The Wisconsin Fair Employment Act (WFEA) defines "sexual harassment," in relevant part, as follows:

  • “Sexual harassment” means unwelcome sexual advances, unwelcome requests for sexual favors, unwelcome physical contact of a sexual nature or unwelcome verbal or physical conduct of a sexual nature. . . .

  • “Unwelcome verbal or physical conduct of a sexual nature” includes but is not limited to the deliberate, repeated making of unsolicited gestures or comments of a sexual nature; the deliberate, repeated display of offensive sexually graphic materials which is not necessary for business purposes; or deliberate verbal or physical conduct of a sexual nature, whether or not repeated, that is sufficiently severe to interfere substantially with an employee’s work performance or to create an intimidating, hostile or offensive work environment.

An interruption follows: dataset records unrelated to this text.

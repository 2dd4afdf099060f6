//! Error types
//!
//! Defines domain-specific error types for each module of the sandbox server.

use serde::Serialize;
use std::io;
use std::string::FromUtf8Error;

/// Machine-readable failure category reported alongside every failed outcome.
#[derive(Debug, Clone, Copy, PartialEq, Eq, Serialize)]
#[serde(rename_all = "snake_case")]
pub enum ErrorKind {
    AccessDenied,
    NotFound,
    NotAFile,
    NotADirectory,
    AlreadyExists,
    DecodeError,
    OperationFailed,
    InvalidRequest,
}

/// Storage module errors
///
/// Every variant carries the path string exactly as the caller supplied it.
#[derive(Debug, thiserror::Error)]
pub enum StorageError {
    #[error("Access denied: path outside workspace: {0}")]
    AccessDenied(String),

    #[error("Path does not exist: {0}")]
    NotFound(String),

    #[error("Path is not a file: {0}")]
    NotAFile(String),

    #[error("Path is not a directory: {0}")]
    NotADirectory(String),

    #[error("Path already exists: {0}")]
    AlreadyExists(String),

    #[error("File is not valid UTF-8: {path}: {source}")]
    Decode {
        path: String,
        #[source]
        source: FromUtf8Error,
    },

    #[error("{context} {path}: {source}")]
    OperationFailed {
        context: &'static str,
        path: String,
        #[source]
        source: io::Error,
    },
}

impl StorageError {
    pub fn kind(&self) -> ErrorKind {
        match self {
            StorageError::AccessDenied(_) => ErrorKind::AccessDenied,
            StorageError::NotFound(_) => ErrorKind::NotFound,
            StorageError::NotAFile(_) => ErrorKind::NotAFile,
            StorageError::NotADirectory(_) => ErrorKind::NotADirectory,
            StorageError::AlreadyExists(_) => ErrorKind::AlreadyExists,
            StorageError::Decode { .. } => ErrorKind::DecodeError,
            StorageError::OperationFailed { .. } => ErrorKind::OperationFailed,
        }
    }

    /// Wraps an unexpected I/O failure, keeping the OS error as the cause.
    pub(crate) fn io<'a>(
        context: &'static str,
        path: &'a str,
    ) -> impl FnOnce(io::Error) -> Self + 'a {
        move |source| StorageError::OperationFailed {
            context,
            path: path.to_string(),
            source,
        }
    }
}

/// Authentication module errors
#[derive(Debug, Clone, PartialEq, Eq, thiserror::Error)]
pub enum AuthError {
    #[error("Authentication required")]
    MissingToken,

    #[error("Invalid token")]
    InvalidToken,
}

/// Request decoding errors raised before any storage call is made
#[derive(Debug, thiserror::Error)]
pub enum ProtocolError {
    #[error("Unknown tool: {0}")]
    UnknownTool(String),

    #[error("Invalid arguments for {tool}: {source}")]
    InvalidArguments {
        tool: &'static str,
        #[source]
        source: serde_json::Error,
    },
}

/// Startup errors that stop the server before it begins accepting requests
#[derive(Debug, thiserror::Error)]
pub enum ServerError {
    #[error("Configuration error: {0}")]
    Config(#[from] config::ConfigError),

    #[error("Workspace directory {path} is unusable: {source}")]
    Workspace {
        path: String,
        #[source]
        source: io::Error,
    },

    #[error("Failed to bind to {addr}: {source}")]
    Bind {
        addr: String,
        #[source]
        source: io::Error,
    },

    #[error("I/O error: {0}")]
    Io(#[from] io::Error),
}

WFEA recognizes three (3) types of viable sexual harassment claims:

  1. Quid pro quo

  2. Sexual harassment by a supervisor.

  3. Hostile-work environment (created by non supervisors and co-workers)

I. Quid Pro Quo Sexual Harassment

Quid pro quo, a Latin phrase meaning "something for something," is the most commonly recognized form of sexual harassment. It occurs when an employer, manager, or agent of an employer demands sexual favors from employees or prospective employees in exchange for job benefits, like a promotion, raise, or favorable work assignments.

Quid pro quo sexual harassment also includes an employer taking adverse action against an employer because the employee rejected or rebuffed their employer's unwelcome sexual advances, unwelcome requests for sexual favors, or unwelcome physical contact of a sexual nature.


By definition, employers are strictly liable for quid pro quo sexual harassment, because it only occurs when an agent of the employer, such as an owner or manager (in other words, the employer itself), is the person perpetrating the harassment.

An employee has an actionable claim for quid pro quo sexual harassment, regardless of the circumstances under which it takes place. An employee may also be able to establish a "constructive discharge" claim if he or she voluntary resigns and can show that the conduct made working conditions so intolerable that a reasonable person would feel compelled to resign. It is a difficult standard to meet.

II. Sexual Harassment By Supervisor (WFEA)

One way that the Wisconsin Fair Employment Act differs from federal law Title VII is that WFEA provides a right of action for sexual harassment, as defined by the statute, whenever it is perpetrated by a supervisor of the employer.

WFEA makes "engaging in sexual harassment" unlawful and defines "sexual harassment" to include "Unwelcome physical contact of a sexual nature and unwelcome verbal conduct or physical conduct of a sexual nature." When an agent of the employer, such as a manager, who acts on, as, and for the employer, engages in any conduct that fits the definition of "sexual harassment," the employee has established a violation of the Act and is entitled to a remedy. The employee is not further required to prove that the harassment rose to the level of a hostile work environment

III. Hostile Work Environment

A hostile work environment is a specific form of discrimination that does not involve an end to the employment relationship. Instead, a hostile exists when an employer creates or allows a harassing condition, based on employees' protected class membership, that is intolerable, abusive, and coercive and negatively affects the employee's ability to perform their job. Typically, claimants who allege that their co-workers have harassed them must prove the existence of a "hostile work environment" to hold the employer accountable. The employer must know or have reason to know of the harassment and failed to take appropriate and immediate corrective action. A corrective action is reasonable if it eliminates the condition or causes the harasser to not repeat the conduct.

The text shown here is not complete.